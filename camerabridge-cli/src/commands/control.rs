//! Control commands - enable, disable, toggle and resolution changes
//!
//! Thin clients of the daemon's control surface; the daemon's state is
//! authoritative.

use anyhow::{Context, Result};
use camerabridge_core::PipelineState;
use clap::Args;

use super::GlobalArgs;
use super::status::print_status;

/// Arguments for the set-resolution command
#[derive(Args)]
pub struct ResolutionArgs {
    /// Frame width
    pub width: u32,
    /// Frame height
    pub height: u32,
}

/// Start the bridge
pub async fn enable(global: &GlobalArgs) -> Result<u8> {
    let mut client = global.connect().await?;
    let status = client.enable().await.context("Failed to enable the bridge")?;
    print_status(&status);
    Ok(status.exit_code())
}

/// Stop the bridge
pub async fn disable(global: &GlobalArgs) -> Result<u8> {
    let mut client = global.connect().await?;
    let status = client.disable().await.context("Failed to disable the bridge")?;
    print_status(&status);
    Ok(status.exit_code())
}

/// Flip the bridge between enabled and disabled
pub async fn toggle(global: &GlobalArgs) -> Result<u8> {
    let mut client = global.connect().await?;
    let current = client.status().await.context("Failed to query status")?;

    let status = if current.state.is_active() {
        client.disable().await.context("Failed to disable the bridge")?
    } else {
        client.enable().await.context("Failed to enable the bridge")?
    };

    match status.state {
        PipelineState::Stopped => println!("Camera bridge off"),
        state => println!("Camera bridge on ({})", state),
    }
    Ok(status.exit_code())
}

/// Restart the pipeline at another resolution
pub async fn set_resolution(args: ResolutionArgs, global: &GlobalArgs) -> Result<u8> {
    let mut client = global.connect().await?;
    let status = client
        .set_resolution(args.width, args.height)
        .await
        .with_context(|| format!("Failed to switch to {}x{}", args.width, args.height))?;
    print_status(&status);
    Ok(status.exit_code())
}
//! Run command - host the bridge and serve the control socket

use anyhow::{Context, Result};
use camerabridge_core::error::{EXIT_FACILITY_UNAVAILABLE, EXIT_OK};
use camerabridge_core::ipc::{IpcServer, resolve_socket_path};
use camerabridge_core::{BridgeError, BridgeService, PipelineState};
use clap::Args;
use std::sync::Arc;
use tokio::signal;
use tokio::signal::unix::{SignalKind, signal as unix_signal};
use tracing::{error, info, warn};

use super::GlobalArgs;

/// Arguments for the run command
#[derive(Args)]
pub struct RunArgs {
    /// Enable the bridge immediately (also set by `autostart` in the config)
    #[arg(long)]
    pub enable: bool,
}

/// Run the daemon until interrupted or asked to shut down
pub async fn run(args: RunArgs, global: &GlobalArgs) -> Result<u8> {
    let config = global.load_config()?;
    for warning in config.warnings() {
        warn!("{}", warning);
    }

    let socket = global
        .socket
        .clone()
        .unwrap_or_else(|| resolve_socket_path(config.ipc.socket.as_deref()));
    let socket_mode = config.ipc.socket_mode;
    let enable_now = args.enable || config.autostart;

    let service = Arc::new(BridgeService::system(config).context("Failed to create bridge")?);

    let mut server = IpcServer::new(service.clone(), socket, socket_mode);
    server.start().await.context("Failed to start control socket")?;

    spawn_state_logger(&service);

    if enable_now {
        match service.enable().await {
            Ok(status) => info!("Bridge enabled ({})", status.state),
            Err(e) if matches!(e.root(), BridgeError::DeviceCreateFailed(_)) => {
                error!("{}", e);
                server.cleanup();
                return Err(e).context("Virtual device facility unavailable");
            }
            Err(e) => warn!("Could not enable bridge: {}", e),
        }
    }

    println!(
        "camerabridge running, control socket at {}",
        server.socket_path().display()
    );

    let mut sigterm =
        unix_signal(SignalKind::terminate()).context("Failed to listen for SIGTERM")?;

    let code = tokio::select! {
        result = server.serve() => match result {
            Ok(()) => {
                info!("Shutdown requested over IPC");
                EXIT_OK
            }
            Err(e) => {
                error!("Control socket failed: {}", e);
                EXIT_FACILITY_UNAVAILABLE
            }
        },
        result = signal::ctrl_c() => {
            if let Err(e) = result {
                warn!("Failed to listen for Ctrl+C: {}", e);
            }
            info!("Received interrupt signal");
            EXIT_OK
        }
        _ = sigterm.recv() => {
            info!("Received SIGTERM");
            EXIT_OK
        }
    };

    println!("Shutting down...");
    if let Err(e) = service.shutdown().await {
        warn!("Shutdown incomplete: {}", e);
    }
    server.cleanup();

    Ok(code)
}

/// Log every controller state change
fn spawn_state_logger(service: &BridgeService) {
    let mut status = service.subscribe();
    tokio::spawn(async move {
        let mut last = status.borrow().state;
        while status.changed().await.is_ok() {
            let current = status.borrow_and_update().clone();
            if current.state == last {
                continue;
            }
            match current.state {
                PipelineState::FailedPermanently => error!(
                    "Pipeline failed permanently: {}",
                    current.last_error.as_deref().unwrap_or("unknown error")
                ),
                PipelineState::Degraded => warn!(
                    "Pipeline degraded: {}",
                    current.last_error.as_deref().unwrap_or("unknown error")
                ),
                state => info!("Pipeline {}", state),
            }
            last = current.state;
        }
    });
}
──────────
• [Exercise requirements]:
The response should be a verbatim transcription of the data.

• [Task output]:
filename camerabridge-cli/src/commands/control.rs
//! Control commands - enable, disable, toggle and resolution changes
//!
//! Thin clients of the daemon's control surface; the daemon's state is
//! authoritative.

use anyhow::{Context, Result};
use camerabridge_core::PipelineState;
use clap::Args;

use super::GlobalArgs;
use super::status::print_status;

/// Arguments for the set-resolution command
#[derive(Args)]
pub struct ResolutionArgs {
    /// Frame width
    pub width: u32,
    /// Frame height
    pub height: u32,
}

/// Start the bridge
pub async fn enable(global: &GlobalArgs) -> Result<u8> {
    let mut client = global.connect().await?;
    let status = client.enable().await.context("Failed to enable the bridge")?;
    print_status(&status);
    Ok(status.exit_code())
}

/// Stop the bridge
pub async fn disable(global: &GlobalArgs) -> Result<u8> {
    let mut client = global.connect().await?;
    let status = client.disable().await.context("Failed to disable the bridge")?;
    print_status(&status);
    Ok(status.exit_code())
}

/// Flip the bridge between enabled and disabled
pub async fn toggle(global: &GlobalArgs) -> Result<u8> {
    let mut client = global.connect().await?;
    let current = client.status().await.context("Failed to query status")?;

    let status = if current.state.is_active() {
        client.disable().await.context("Failed to disable the bridge")?
    } else {
        client.enable().await.context("Failed to enable the bridge")?
    };

    match status.state {
        PipelineState::Stopped => println!("Camera bridge off"),
        state => println!("Camera bridge on ({})", state),
    }
    Ok(status.exit_code())
}

/// Restart the pipeline at another resolution
pub async fn set_resolution(args: ResolutionArgs, global: &GlobalArgs) -> Result<u8> {
    let mut client = global.connect().await?;
    let status = client
        .set_resolution(args.width, args.height)
        .await
        .with_context(|| format!("Failed to switch to {}x{}", args.width, args.height))?;
    print_status(&status);
    Ok(status.exit_code())
}
//! Run command - host the bridge and serve the control socket

use anyhow::{Context, Result};
use camerabridge_core::error::{EXIT_FACILITY_UNAVAILABLE, EXIT_OK};
use camerabridge_core::ipc::{IpcServer, resolve_socket_path};
use camerabridge_core::{BridgeError, BridgeService, PipelineState};
use clap::Args;
use std::sync::Arc;
use tokio::signal;
use tokio::signal::unix::{SignalKind, signal as unix_signal};
use tracing::{error, info, warn};

use super::GlobalArgs;

/// Arguments for the run command
#[derive(Args)]
pub struct RunArgs {
    /// Enable the bridge immediately (also set by `autostart` in the config)
    #[arg(long)]
    pub enable: bool,
}

/// Run the daemon until interrupted or asked to shut down
pub async fn run(args: RunArgs, global: &GlobalArgs) -> Result<u8> {
    let config = global.load_config()?;
    for warning in config.warnings() {
        warn!("{}", warning);
    }

    let socket = global
        .socket
        .clone()
        .unwrap_or_else(|| resolve_socket_path(config.ipc.socket.as_deref()));
    let socket_mode = config.ipc.socket_mode;
    let enable_now = args.enable || config.autostart;

    let service = Arc::new(BridgeService::system(config).context("Failed to create bridge")?);

    let mut server = IpcServer::new(service.clone(), socket, socket_mode);
    server.start().await.context("Failed to start control socket")?;

    spawn_state_logger(&service);

    if enable_now {
        match service.enable().await {
            Ok(status) => info!("Bridge enabled ({})", status.state),
            Err(e) if matches!(e.root(), BridgeError::DeviceCreateFailed(_)) => {
                error!("{}", e);
                server.cleanup();
                return Err(e).context("Virtual device facility unavailable");
            }
            Err(e) => warn!("Could not enable bridge: {}", e),
        }
    }

    println!(
        "camerabridge running, control socket at {}",
        server.socket_path().display()
    );

    let mut sigterm =
        unix_signal(SignalKind::terminate()).context("Failed to listen for SIGTERM")?;

    let code = tokio::select! {
        result = server.serve() => match result {
            Ok(()) => {
                info!("Shutdown requested over IPC");
                EXIT_OK
            }
            Err(e) => {
                error!("Control socket failed: {}", e);
                EXIT_FACILITY_UNAVAILABLE
            }
        },
        result = signal::ctrl_c() => {
            if let Err(e) = result {
                warn!("Failed to listen for Ctrl+C: {}", e);
            }
            info!("Received interrupt signal");
            EXIT_OK
        }
        _ = sigterm.recv() => {
            info!("Received SIGTERM");
            EXIT_OK
        }
    };

    println!("Shutting down...");
    if let Err(e) = service.shutdown().await {
        warn!("Shutdown incomplete: {}", e);
    }
    server.cleanup();

    Ok(code)
}

/// Log every controller state change
fn spawn_state_logger(service: &BridgeService) {
    let mut status = service.subscribe();
    tokio::spawn(async move {
        let mut last = status.borrow().state;
        while status.changed().await.is_ok() {
            let current = status.borrow_and_update().clone();
            if current.state == last {
                continue;
            }
            match current.state {
                PipelineState::FailedPermanently => error!(
                    "Pipeline failed permanently: {}",
                    current.last_error.as_deref().unwrap_or("unknown error")
                ),
                PipelineState::Degraded => warn!(
                    "Pipeline degraded: {}",
                    current.last_error.as_deref().unwrap_or("unknown error")
                ),
                state => info!("Pipeline {}", state),
            }
            last = current.state;
        }
    });
}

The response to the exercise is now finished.